** Material for this task follows **
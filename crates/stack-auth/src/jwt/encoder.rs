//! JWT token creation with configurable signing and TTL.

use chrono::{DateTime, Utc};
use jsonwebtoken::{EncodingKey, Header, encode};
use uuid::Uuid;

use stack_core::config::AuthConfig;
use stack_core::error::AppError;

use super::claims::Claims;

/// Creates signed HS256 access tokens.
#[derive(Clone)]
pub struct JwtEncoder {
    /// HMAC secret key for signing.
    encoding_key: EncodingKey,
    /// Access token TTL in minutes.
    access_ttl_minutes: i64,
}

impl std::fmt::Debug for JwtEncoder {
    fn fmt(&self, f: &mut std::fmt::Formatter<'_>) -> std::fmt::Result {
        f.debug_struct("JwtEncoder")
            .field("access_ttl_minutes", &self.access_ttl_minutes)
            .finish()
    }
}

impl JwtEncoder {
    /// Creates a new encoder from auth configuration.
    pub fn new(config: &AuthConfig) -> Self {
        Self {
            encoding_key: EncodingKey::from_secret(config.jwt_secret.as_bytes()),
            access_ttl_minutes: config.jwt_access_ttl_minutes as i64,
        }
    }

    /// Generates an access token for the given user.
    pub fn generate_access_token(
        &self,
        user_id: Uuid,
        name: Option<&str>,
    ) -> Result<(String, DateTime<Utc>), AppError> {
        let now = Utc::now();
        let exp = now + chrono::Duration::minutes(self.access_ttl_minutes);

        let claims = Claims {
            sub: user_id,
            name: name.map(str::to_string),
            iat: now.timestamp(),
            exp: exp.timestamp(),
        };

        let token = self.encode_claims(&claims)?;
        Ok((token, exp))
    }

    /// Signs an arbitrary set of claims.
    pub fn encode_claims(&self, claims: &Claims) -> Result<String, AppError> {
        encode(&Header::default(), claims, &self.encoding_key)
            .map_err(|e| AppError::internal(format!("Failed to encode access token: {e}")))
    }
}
** End of Material for this task **
** Material for this task follows **
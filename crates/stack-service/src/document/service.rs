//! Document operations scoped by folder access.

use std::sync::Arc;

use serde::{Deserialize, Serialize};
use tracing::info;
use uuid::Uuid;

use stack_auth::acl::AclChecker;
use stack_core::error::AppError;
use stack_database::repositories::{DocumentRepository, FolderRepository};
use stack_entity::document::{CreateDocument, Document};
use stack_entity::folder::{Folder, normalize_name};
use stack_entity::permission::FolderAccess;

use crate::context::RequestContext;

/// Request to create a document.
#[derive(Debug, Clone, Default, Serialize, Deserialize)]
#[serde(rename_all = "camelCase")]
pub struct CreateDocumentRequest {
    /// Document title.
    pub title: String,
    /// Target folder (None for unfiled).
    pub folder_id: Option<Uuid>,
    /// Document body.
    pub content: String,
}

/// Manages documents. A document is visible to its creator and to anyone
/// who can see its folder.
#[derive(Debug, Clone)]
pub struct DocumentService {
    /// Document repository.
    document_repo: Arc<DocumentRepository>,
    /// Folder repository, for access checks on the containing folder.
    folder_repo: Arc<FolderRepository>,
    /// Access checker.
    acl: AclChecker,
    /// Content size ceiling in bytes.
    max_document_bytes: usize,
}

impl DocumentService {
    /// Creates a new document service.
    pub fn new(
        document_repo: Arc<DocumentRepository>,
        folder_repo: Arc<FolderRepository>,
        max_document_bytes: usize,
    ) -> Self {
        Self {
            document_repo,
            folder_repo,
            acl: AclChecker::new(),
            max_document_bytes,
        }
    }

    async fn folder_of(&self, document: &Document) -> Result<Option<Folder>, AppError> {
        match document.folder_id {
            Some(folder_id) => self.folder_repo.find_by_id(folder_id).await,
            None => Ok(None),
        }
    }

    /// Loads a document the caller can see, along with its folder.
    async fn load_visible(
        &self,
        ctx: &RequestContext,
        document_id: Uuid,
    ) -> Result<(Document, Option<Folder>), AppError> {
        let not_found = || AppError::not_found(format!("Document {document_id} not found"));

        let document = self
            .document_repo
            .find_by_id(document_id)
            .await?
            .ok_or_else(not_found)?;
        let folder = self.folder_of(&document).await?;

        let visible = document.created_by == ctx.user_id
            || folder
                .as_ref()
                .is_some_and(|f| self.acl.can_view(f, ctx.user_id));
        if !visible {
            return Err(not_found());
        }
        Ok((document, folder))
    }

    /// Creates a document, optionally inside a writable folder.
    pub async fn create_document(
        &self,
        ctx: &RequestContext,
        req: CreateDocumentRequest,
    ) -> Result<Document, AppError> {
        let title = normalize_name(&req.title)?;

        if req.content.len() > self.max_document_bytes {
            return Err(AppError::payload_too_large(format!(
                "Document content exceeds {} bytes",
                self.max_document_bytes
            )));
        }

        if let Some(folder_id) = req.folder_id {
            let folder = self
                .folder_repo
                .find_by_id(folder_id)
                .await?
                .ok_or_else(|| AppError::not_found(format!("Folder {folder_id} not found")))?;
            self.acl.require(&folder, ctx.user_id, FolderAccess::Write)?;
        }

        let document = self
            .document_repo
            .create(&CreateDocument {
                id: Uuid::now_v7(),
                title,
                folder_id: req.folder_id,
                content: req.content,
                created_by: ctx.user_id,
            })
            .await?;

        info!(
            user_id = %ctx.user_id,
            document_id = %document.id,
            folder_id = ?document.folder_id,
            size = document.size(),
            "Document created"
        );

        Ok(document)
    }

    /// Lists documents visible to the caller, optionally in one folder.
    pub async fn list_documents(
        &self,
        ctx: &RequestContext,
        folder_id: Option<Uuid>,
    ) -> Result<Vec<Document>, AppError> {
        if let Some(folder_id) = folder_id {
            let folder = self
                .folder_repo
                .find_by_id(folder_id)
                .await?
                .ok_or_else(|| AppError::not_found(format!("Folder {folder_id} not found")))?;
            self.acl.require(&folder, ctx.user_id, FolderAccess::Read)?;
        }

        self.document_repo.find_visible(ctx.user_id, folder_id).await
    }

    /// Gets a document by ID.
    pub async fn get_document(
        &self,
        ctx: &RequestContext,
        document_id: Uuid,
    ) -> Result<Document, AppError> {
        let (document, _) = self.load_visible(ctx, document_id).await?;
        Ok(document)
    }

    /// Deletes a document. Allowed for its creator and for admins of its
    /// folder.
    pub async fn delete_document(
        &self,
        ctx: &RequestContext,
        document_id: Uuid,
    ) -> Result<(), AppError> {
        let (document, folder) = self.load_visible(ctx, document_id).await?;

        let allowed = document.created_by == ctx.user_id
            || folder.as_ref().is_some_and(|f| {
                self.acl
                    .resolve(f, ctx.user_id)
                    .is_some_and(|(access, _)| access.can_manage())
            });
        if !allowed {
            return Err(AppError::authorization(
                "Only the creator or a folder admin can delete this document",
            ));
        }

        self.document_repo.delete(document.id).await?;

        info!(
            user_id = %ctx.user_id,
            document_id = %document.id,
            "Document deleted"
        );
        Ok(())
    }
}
** End of Material for this task **
About this task: Here the output must be the lines above from the line with "filename crates/stack-auth/src/jwt/encoder.rs" to the line with "fn fmt(&self, f: &mut", both included, duplicated word for word and nothing else.

Answer to the problem:
filename crates/stack-auth/src/jwt/encoder.rs
//! JWT token creation with configurable signing and TTL.

use chrono::{DateTime, Utc};
use jsonwebtoken::{EncodingKey, Header, encode};
use uuid::Uuid;

use stack_core::config::AuthConfig;
use stack_core::error::AppError;

use super::claims::Claims;

/// Creates signed HS256 access tokens.
#[derive(Clone)]
pub struct JwtEncoder {
    /// HMAC secret key for signing.
    encoding_key: EncodingKey,
    /// Access token TTL in minutes.
    access_ttl_minutes: i64,
}

impl std::fmt::Debug for JwtEncoder {
    fn fmt(&self, f: &mut std::fmt::Formatter<'_>) -> std::fmt::Result {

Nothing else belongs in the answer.